Alleged Chinese cyberattack on the Czech Republic

On 28 May 2025, the Czech Republic made a formal accusation in connection with an alleged attack by the Chinese cyber-espionage group ‘APT31’. They allegedly conducted an intrusive campaign against the Czech Ministry of Foreign Affairs, leaking sensitive information from 2022.

According to Czech intelligence services, APT31 managed to hack into the system for months by accessing unclassified diplomatic emails. Apparently, no more sensitive networks have been compromised, but the sophistication and persistence of the incident is noted as a direct threat to the institutional integrity of the Czech Republic.

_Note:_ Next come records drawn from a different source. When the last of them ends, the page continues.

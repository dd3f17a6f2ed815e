//! Analysis steps that also decide what the document chat talks about.
//!
//! The chat always follows the document on screen: a new or removed file
//! empties it, an accepted analysis or an opened history item seeds it.

use contracts::domain::a001_document_analysis::aggregate::AnalysisResult;
use contracts::domain::a002_analysis_history::aggregate::AnalysisHistoryItem;

use super::workflow::{AnalysisTicket, AnalysisWorkflow, SelectedDocument};
use crate::domain::a003_document_chat::workflow::ChatWorkflow;
use crate::shared::api_utils::ApiError;

pub fn select_file(
    analysis: &mut AnalysisWorkflow,
    chat: &mut ChatWorkflow,
    document: Option<SelectedDocument>,
) {
    analysis.select_file(document);
    chat.reset();
}

pub fn start_new_analysis(analysis: &mut AnalysisWorkflow, chat: &mut ChatWorkflow) {
    analysis.start_new_analysis();
    chat.reset();
}

pub fn open_history_item(
    analysis: &mut AnalysisWorkflow,
    chat: &mut ChatWorkflow,
    item: &AnalysisHistoryItem,
) {
    analysis.open_history_item(item);
    chat.attach_document(&item.analysis_data);
}

/// Applies a finished request; an accepted result becomes the chat's document.
pub fn complete(
    analysis: &mut AnalysisWorkflow,
    chat: &mut ChatWorkflow,
    ticket: AnalysisTicket,
    outcome: Result<AnalysisResult, ApiError>,
) -> Option<AnalysisResult> {
    let accepted = analysis.complete(ticket, outcome).cloned()?;
    chat.attach_document(&accepted);
    Some(accepted)
}

#[cfg(test)]
mod tests {
    use super::*;

    fn lease() -> SelectedDocument {
        SelectedDocument {
            name: "lease.pdf".into(),
            size: 48_213,
        }
    }

    fn result() -> AnalysisResult {
        AnalysisResult {
            summary: "Twelve month lease.".into(),
            clauses: Vec::new(),
            full_text: "The tenant pays a late fee of $50.".into(),
            file_name: "lease.pdf".into(),
        }
    }

    /// An analysed lease with one answered question in the chat
    fn chatted() -> (AnalysisWorkflow, ChatWorkflow) {
        let mut analysis = AnalysisWorkflow::new();
        let mut chat = ChatWorkflow::new();
        select_file(&mut analysis, &mut chat, Some(lease()));
        let ticket = analysis.begin_analysis().unwrap();
        assert!(complete(&mut analysis, &mut chat, ticket, Ok(result())).is_some());

        let (pending, _) = chat.begin_send("What if I pay late?").unwrap();
        assert!(chat.finish(pending, Ok("You pay $50.".into())));
        assert_eq!(chat.transcript.messages().len(), 2);
        (analysis, chat)
    }

    #[test]
    fn test_accepted_analysis_opens_chat() {
        let (_, chat) = chatted();
        assert!(chat.has_context());
    }

    #[test]
    fn test_selecting_new_file_clears_chat() {
        let (mut analysis, mut chat) = chatted();
        select_file(
            &mut analysis,
            &mut chat,
            Some(SelectedDocument {
                name: "nda.docx".into(),
                size: 1,
            }),
        );
        assert!(analysis.analysis.is_none());
        assert!(chat.transcript.is_empty());
        assert!(!chat.has_context());
    }

    #[test]
    fn test_removing_file_clears_chat() {
        let (mut analysis, mut chat) = chatted();
        select_file(&mut analysis, &mut chat, None);
        assert!(analysis.selected.is_none());
        assert!(chat.transcript.is_empty());
        assert!(!chat.has_context());
    }

    #[test]
    fn test_failed_analysis_leaves_chat_closed() {
        let mut analysis = AnalysisWorkflow::new();
        let mut chat = ChatWorkflow::new();
        select_file(&mut analysis, &mut chat, Some(lease()));
        let ticket = analysis.begin_analysis().unwrap();
        let outcome = Err(ApiError::Network("offline".into()));
        assert!(complete(&mut analysis, &mut chat, ticket, outcome).is_none());
        assert!(!chat.has_context());
    }

    #[test]
    fn test_start_new_analysis_clears_chat() {
        let (mut analysis, mut chat) = chatted();
        start_new_analysis(&mut analysis, &mut chat);
        assert!(chat.transcript.is_empty());
        assert!(!chat.has_context());
    }

    #[test]
    fn test_history_item_starts_fresh_chat() {
        let (mut analysis, mut chat) = chatted();
        let item = AnalysisHistoryItem {
            file_name: "old-lease.pdf".into(),
            timestamp: "2024-01-01T00:00:00Z".into(),
            analysis_data: result(),
        };
        open_history_item(&mut analysis, &mut chat, &item);
        assert!(chat.transcript.is_empty());
        assert!(chat.has_context());
    }
}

This would be the first time that a member group of the European Union (EU) will take the decision to openly hold a state actor responsible for a security incident of this magnitude.

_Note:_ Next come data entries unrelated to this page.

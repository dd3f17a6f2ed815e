pub mod app;
pub mod domain;
pub mod layout;
pub mod routes;
pub mod shared;
pub mod system;

use wasm_bindgen::prelude::wasm_bindgen;

#[wasm_bindgen]
pub fn hydrate() {
    // initializes logging using the `log` crate
    _ = console_log::init_with_level(log::Level::Debug);
    console_error_panic_hook::set_once();

    log::info!(
        "LexiGuard starting, api base {}",
        shared::config::app_config().api_base_url
    );
    leptos::mount::mount_to_body(app::App);
}

#[wasm_bindgen(start)]
pub fn start() {
    hydrate();
}
use leptos::prelude::*;
use leptos_router::components::A;

use crate::layout::Shell;
use crate::shared::icons::icon;

struct Card {
    icon: &'static str,
    title: &'static str,
    text: &'static str,
}

static STEPS: [Card; 3] = [
    Card {
        icon: "upload",
        title: "1. Upload Your Document",
        text: "Upload any legal file as PDF, DOCX or image. The analysis starts right away.",
    },
    Card {
        icon: "sparkles",
        title: "2. Get AI-Powered Insights",
        text: "Receive a colour-coded risk report, a plain-language summary and a wellness score.",
    },
    Card {
        icon: "shield-check",
        title: "3. Act with Confidence",
        text: "Use the \"What If?\" chat to resolve your doubts before you sign.",
    },
];

static FEATURES: [Card; 3] = [
    Card {
        icon: "shield-alert",
        title: "In-Depth Risk Analysis",
        text: "Every clause is segmented and assigned a risk level, so the dangerous ones stand out.",
    },
    Card {
        icon: "user-group",
        title: "Persona-Tailored Explanations",
        text: "Explanations fit your situation, whether you are a student, a small business or a senior citizen.",
    },
    Card {
        icon: "globe",
        title: "Multilingual & Accessible",
        text: "Read the report in your own language, or have it read aloud.",
    },
];

struct Testimonial {
    quote: &'static str,
    name: &'static str,
    title: &'static str,
}

static TESTIMONIALS: [Testimonial; 3] = [
    Testimonial {
        quote: "LexiGuard turned a 40-page rental agreement into something I could understand in 5 minutes.",
        name: "Sanath Shetty",
        title: "Student Renter",
    },
    Testimonial {
        quote: "I deal with contracts constantly. Now I sign knowing I haven't missed a critical clause.",
        name: "Varun Kumar",
        title: "Small Business Owner",
    },
    Testimonial {
        quote: "I could ask specific questions about my loan document and get clear answers instantly.",
        name: "Thilak Shastri",
        title: "First-time Homebuyer",
    },
];

fn cards(items: &'static [Card], class: &'static str) -> impl IntoView {
    items
        .iter()
        .map(|card| {
            view! {
                <div class=class>
                    <div class="card-icon">{icon(card.icon)}</div>
                    <h3>{card.title}</h3>
                    <p>{card.text}</p>
                </div>
            }
        })
        .collect_view()
}

#[component]
pub fn LandingPage() -> impl IntoView {
    view! {
        <Shell>
            <section class="landing-hero">
                <h1>"Clarity in Every Clause."</h1>
                <h1 class="landing-hero__accent">"Confidence in Every Contract."</h1>
                <p>
                    "Stop signing documents you don't understand. LexiGuard turns dense legal "
                    "jargon into simple, actionable advice."
                </p>
                <A href="/auth" attr:class="btn-primary btn-large">
                    "Analyze a Document Now"
                </A>
            </section>

            <section class="landing-section landing-section--muted">
                <h2>"How It Works"</h2>
                <p class="landing-section__lead">
                    "In three simple steps, gain complete understanding and confidence."
                </p>
                <div class="landing-grid">{cards(&STEPS, "step-card")}</div>
            </section>

            <section class="landing-section">
                <h2 class="landing-section__eyebrow">"Core Features"</h2>
                <p class="landing-section__title">"An Assistant That Understands You"</p>
                <div class="landing-grid">{cards(&FEATURES, "feature-card")}</div>
            </section>

            <section class="landing-section landing-section--muted">
                <h2>"Trusted by Users Like You"</h2>
                <div class="landing-grid">
                    {TESTIMONIALS
                        .iter()
                        .map(|t| {
                            view! {
                                <figure class="testimonial">
                                    <blockquote>{format!("\"{}\"", t.quote)}</blockquote>
                                    <figcaption>
                                        <strong>{t.name}</strong>
                                        <span>{t.title}</span>
                                    </figcaption>
                                </figure>
                            }
                        })
                        .collect_view()}
                </div>
            </section>

            <section class="landing-cta">
                <h2>"Ready to demystify your documents?"</h2>
                <p>"Take control of your legal agreements today."</p>
                <A href="/auth" attr:class="btn-primary btn-large">
                    "Get Started with LexiGuard"
                </A>
            </section>
        </Shell>
    }
}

The impact of this incident lies not only in the sensitive information that has apparently been stolen, but also in the fact that it has taken place at a time when the Czech Republic is at the helm of the EU Council and the discord between Brussels and Beijing over technological, commercial and geopolitical influence.

On the other hand, the EU is ‘ready to impose costs’ on China in response to the cyber-attack. "This attack is an unacceptable violation of international norms. The EU will not tolerate hostile cyber actions, and we stand in solidarity with the Czech Republic," the bloc's foreign policy chief said on Wednesday evening.

The APT31 group, also known as ‘Zirconium’, is a group linked to the Chinese Ministry of State Security, based in Wuhan. The group has even carried out attacks against government institutions in the United States and Europe, as well as against technology companies and election campaigns, such as that of then-candidate Joe Biden in 2020.